Another winter break, another analog mission for AAE alum
The primary purpose is significant and straight forward.
Cesare Guariniello has aspirations of becoming an astronaut, so he seeks out any experience that offers relevant training.
The Mars Desert Research Station does exactly that, selecting teams for an analog mission in a remote, confined habitat near the Henry Mountains in southeast Utah.
So, for the third consecutive year, Guariniello will be part of a Purdue team that will visit MDRS. The six-member crew will spend 16 days, spanning over Christmas and New Year’s, in the station that includes a small two-story habitat, an astronomical observatory, a scientific laboratory and a greenhouse. MDRS, operated by The Mars Society, is one of only a few Mars simulation environments in the world.
Guariniello, a research scientist in the School of Aeronautics and Astronautics and an AAE alumnus, will be commander again this year after first serving in that capacity last year with the “MartianMakers” Purdue team. With the “Boilers2Mars” group in 2017-18, he was crew geologist.
Though Guariniello wasn’t initially expecting to be commander this year, he didn’t hesitate when presented the surprising opportunity: How could he turn down another chance to improve his resume?
“Analog missions are a good way to prepare — or at least check to see if one is capable of doing something or where to work a little bit,” he said. “Like, ‘Hey, I could have been a little more patient on that.’
“I love it. Every year brings new challenges. I’ve seen a difference between the first and second year. I love to be there and be the veteran to show them how it is.”
Guariniello is the only returning participant on this year’s crew, MDRS-218, "The Next Giant Leap." He’ll be joined by a pair of current AAE students, Benjamin Durkee (crew journalist) and Pat Pesa (crew geologist), as well as Purdue alumni Jonathan Buzan (PhD EAPS ’18, crew scientist) and Shefali Rana (MSIE ’18, health and safety officer) and current doctoral student in mechanical engineering, Luz Maria Agudelo (MSCE ’18, crew engineer).
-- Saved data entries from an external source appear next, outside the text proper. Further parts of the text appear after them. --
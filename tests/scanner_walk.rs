//! Tests for recursive certificate discovery and scanning

use crypto_toolkit::scanner::{find_certificates, scan, NativeEndDate, ScanConfig};
use std::path::{Path, PathBuf};

fn fixtures_dir() -> PathBuf {
    Path::new(env!("CARGO_MANIFEST_DIR"))
        .join("tests")
        .join("fixtures")
}

#[test]
fn test_finds_every_pem_exactly_once_regardless_of_depth() {
    let tmp = tempfile::tempdir().unwrap();
    let root = tmp.path();

    std::fs::create_dir_all(root.join("a/b/c")).unwrap();
    std::fs::write(root.join("top.pem"), "x").unwrap();
    std::fs::write(root.join("a/mid.pem"), "x").unwrap();
    std::fs::write(root.join("a/b/c/deep.pem"), "x").unwrap();
    std::fs::write(root.join("a/skipped.txt"), "x").unwrap();
    std::fs::write(root.join("a/b/also-skipped.der"), "x").unwrap();

    let found = find_certificates(root, ".pem").unwrap();

    assert_eq!(found.len(), 3, "each .pem visited exactly once: {:?}", found);
    assert!(found.iter().all(|p| p.to_string_lossy().ends_with(".pem")));
    assert!(found.contains(&root.join("top.pem")));
    assert!(found.contains(&root.join("a/mid.pem")));
    assert!(found.contains(&root.join("a/b/c/deep.pem")));
}

#[test]
fn test_non_matching_files_are_never_visited() {
    let tmp = tempfile::tempdir().unwrap();
    std::fs::write(tmp.path().join("cert.pem.bak"), "x").unwrap();
    std::fs::write(tmp.path().join("cert.crt"), "x").unwrap();

    let found = find_certificates(tmp.path(), ".pem").unwrap();
    assert!(found.is_empty());
}

#[test]
fn test_empty_tree_yields_empty_list() {
    let tmp = tempfile::tempdir().unwrap();
    let outcomes = scan(&ScanConfig::new(tmp.path()), &NativeEndDate).unwrap();
    assert!(outcomes.is_empty());
}

#[test]
fn test_deterministic_order() {
    let first = find_certificates(&fixtures_dir().join("certs"), ".pem").unwrap();
    let second = find_certificates(&fixtures_dir().join("certs"), ".pem").unwrap();
    assert_eq!(first, second);
}

#[test]
fn test_malformed_certificate_never_aborts_the_scan() {
    let config = ScanConfig::new(fixtures_dir().join("certs"));
    let outcomes = scan(&config, &NativeEndDate).unwrap();

    // malformed.pem fails, the other three still produce dates
    assert_eq!(outcomes.len(), 4);

    let malformed = outcomes
        .iter()
        .find(|o| o.path.ends_with("malformed.pem"))
        .unwrap();
    assert!(malformed.result.is_err());

    let succeeded = outcomes.iter().filter(|o| o.result.is_ok()).count();
    assert_eq!(succeeded, 3);
}

#[test]
fn test_custom_suffix() {
    let tmp = tempfile::tempdir().unwrap();
    std::fs::write(tmp.path().join("cert.crt"), "x").unwrap();
    std::fs::write(tmp.path().join("cert.pem"), "x").unwrap();

    let found = find_certificates(tmp.path(), ".crt").unwrap();
    assert_eq!(found.len(), 1);
    assert!(found[0].ends_with("cert.crt"));
}
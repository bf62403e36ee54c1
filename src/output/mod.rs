//! Output formatting module
//!
//! Provides terminal output with colors and JSON export.

pub mod json;
pub mod terminal;

pub use json::print_json;
pub use terminal::{create_progress_bar, print_scan_outcome, print_scan_summary, print_success};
The crew will conduct research centered on “technology in support of human exploration and human factors.” Of his own volition, Guariniello is allowing his medical data to be recorded for further evaluation, in cooperation with Barrett Caldwell, a professor in industrial engineering and courtesy in AAE. He’ll share details on heart rate, blood pressure and, depending on if there’s a scale in the habitat, body weight. He’ll also provide information on hydration, fatigue and stress level. That’s all in an effort to better understand the impact of comfort and isolation on performance and decision-making processes during EVAs, among other things.
Guariniello personally is interested in such research and hopes to be able to get a full-screening suit for the next analog mission.
“It’s one of the biggest tasks of astronauts, being subject to medical research,” he said. “They do a lot of research, especially for biology, and then they are subject to research. Most of the times, if you see the daily schedule for the International Space Station, there’s at least one crew member who has to (have a) medical sample for this experiment or make this reading or fill out this questionnaire. Then they have a lot after the mission because they get so many more exams after the mission to see what happened to the body.”
For Guariniello, collecting that kind of data only enhances the realism of the MDRS experience. His work with Caldwell also builds on recently completed NASA analog research known as BASALT, looking at geology science return and human factor issues for Mars analog EVAs in Idaho and Hawaii.
So EVAs are a major analog research emphasis. The MDRS crew will perform EVAs as long as six miles and five hours per day, leaving the habitat to perform research. The weather can be an issue — it dropped below freezing and snowed last year — and rough conditions could mean Guariniello makes tough calls as commander. Precipitation can mean mud, and mud can be difficult to navigate.
But, at least, Guariniello has experimental knowledge of the role now and of the experience as a whole.
“There were many good things, and there were also hard challenges, difficult aspects,” Guariniello said of the first two years, “including spending the holidays away from everybody except for five people. That’s a toll, too. Isolation, I don’t dislike it, but it’s not easy because I’m a very social person.
“I think the pros very much outweigh the cons. I think it’s a very good experience for me, it’s a very good experience for people who are there, it’s very good for Purdue.”